Collected data
···
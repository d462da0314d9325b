//! Shared utility functions for provider adapters.

use nexus_domain::error::{Error, Result};
use nexus_domain::tool::Message;

/// Convert a [`reqwest::Error`] into the domain [`Error`] type.
///
/// Timeouts and connection failures are retryable; everything else is
/// classified by status code where one is available.
pub(crate) fn from_reqwest(provider: &str, e: reqwest::Error) -> Error {
    let retryable = e.is_timeout()
        || e.is_connect()
        || e.status().is_some_and(|s| s.as_u16() == 429 || s.is_server_error());
    Error::Provider {
        provider: provider.to_string(),
        message: e.to_string(),
        retryable,
    }
}

/// Classify a non-2xx HTTP response from a vendor API.
pub(crate) fn status_error(provider: &str, status: u16, body: &str) -> Error {
    Error::Provider {
        provider: provider.to_string(),
        message: format!("HTTP {status}: {}", truncate(body, 300)),
        retryable: status == 429 || (500..600).contains(&status) || status == 408,
    }
}

/// Resolve an API key from the environment variable named in the provider
/// spec. The key itself never appears in config or persisted state.
pub fn resolve_api_key(env_var: &str) -> Result<String> {
    std::env::var(env_var).map_err(|_| {
        Error::Validation(format!(
            "environment variable '{env_var}' not set or not valid UTF-8"
        ))
    })
}

/// Estimate tokens for a message list (~4 chars per token, plus a small
/// per-message overhead for role framing).
pub fn estimate_tokens(messages: &[Message]) -> u32 {
    let chars: usize = messages.iter().map(|m| m.content.char_len() + 16).sum();
    (chars / 4) as u32
}

fn truncate(s: &str, max: usize) -> &str {
    if s.len() <= max {
        s
    } else {
        let mut end = max;
        while !s.is_char_boundary(end) && end > 0 {
            end -= 1;
        }
        &s[..end]
    }
}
···
- [WHAT NEEDS TO BE DONE]: The exact wording of every entry above should be written out again.

- [RESPONSE AREA]:
repository d462da0314d9325b
//! Shared utility functions for provider adapters.

use nexus_domain::error::{Error, Result};
use nexus_domain::tool::Message;

/// Convert a [`reqwest::Error`] into the domain [`Error`] type.
///
/// Timeouts and connection failures are retryable; everything else is
/// classified by status code where one is available.
pub(crate) fn from_reqwest(provider: &str, e: reqwest::Error) -> Error {
    let retryable = e.is_timeout()
        || e.is_connect()
        || e.status().is_some_and(|s| s.as_u16() == 429 || s.is_server_error());
    Error::Provider {
        provider: provider.to_string(),
        message: e.to_string(),
        retryable,
    }
}

/// Classify a non-2xx HTTP response from a vendor API.
pub(crate) fn status_error(provider: &str, status: u16, body: &str) -> Error {
    Error::Provider {
        provider: provider.to_string(),
        message: format!("HTTP {status}: {}", truncate(body, 300)),
        retryable: status == 429 || (500..600).contains(&status) || status == 408,
    }
}

/// Resolve an API key from the environment variable named in the provider
/// spec. The key itself never appears in config or persisted state.
pub fn resolve_api_key(env_var: &str) -> Result<String> {
    std::env::var(env_var).map_err(|_| {
        Error::Validation(format!(
            "environment variable '{env_var}' not set or not valid UTF-8"
        ))
    })
}

/// Estimate tokens for a message list (~4 chars per token, plus a small
/// per-message overhead for role framing).
pub fn estimate_tokens(messages: &[Message]) -> u32 {
    let chars: usize = messages.iter().map(|m| m.content.char_len() + 16).sum();
    (chars / 4) as u32
}

fn truncate(s: &str, max: usize) -> &str {
    if s.len() <= max {
        s
    } else {
        let mut end = max;
        while !s.is_char_boundary(end) && end > 0 {
            end -= 1;
        }
        &s[..end]
    }
}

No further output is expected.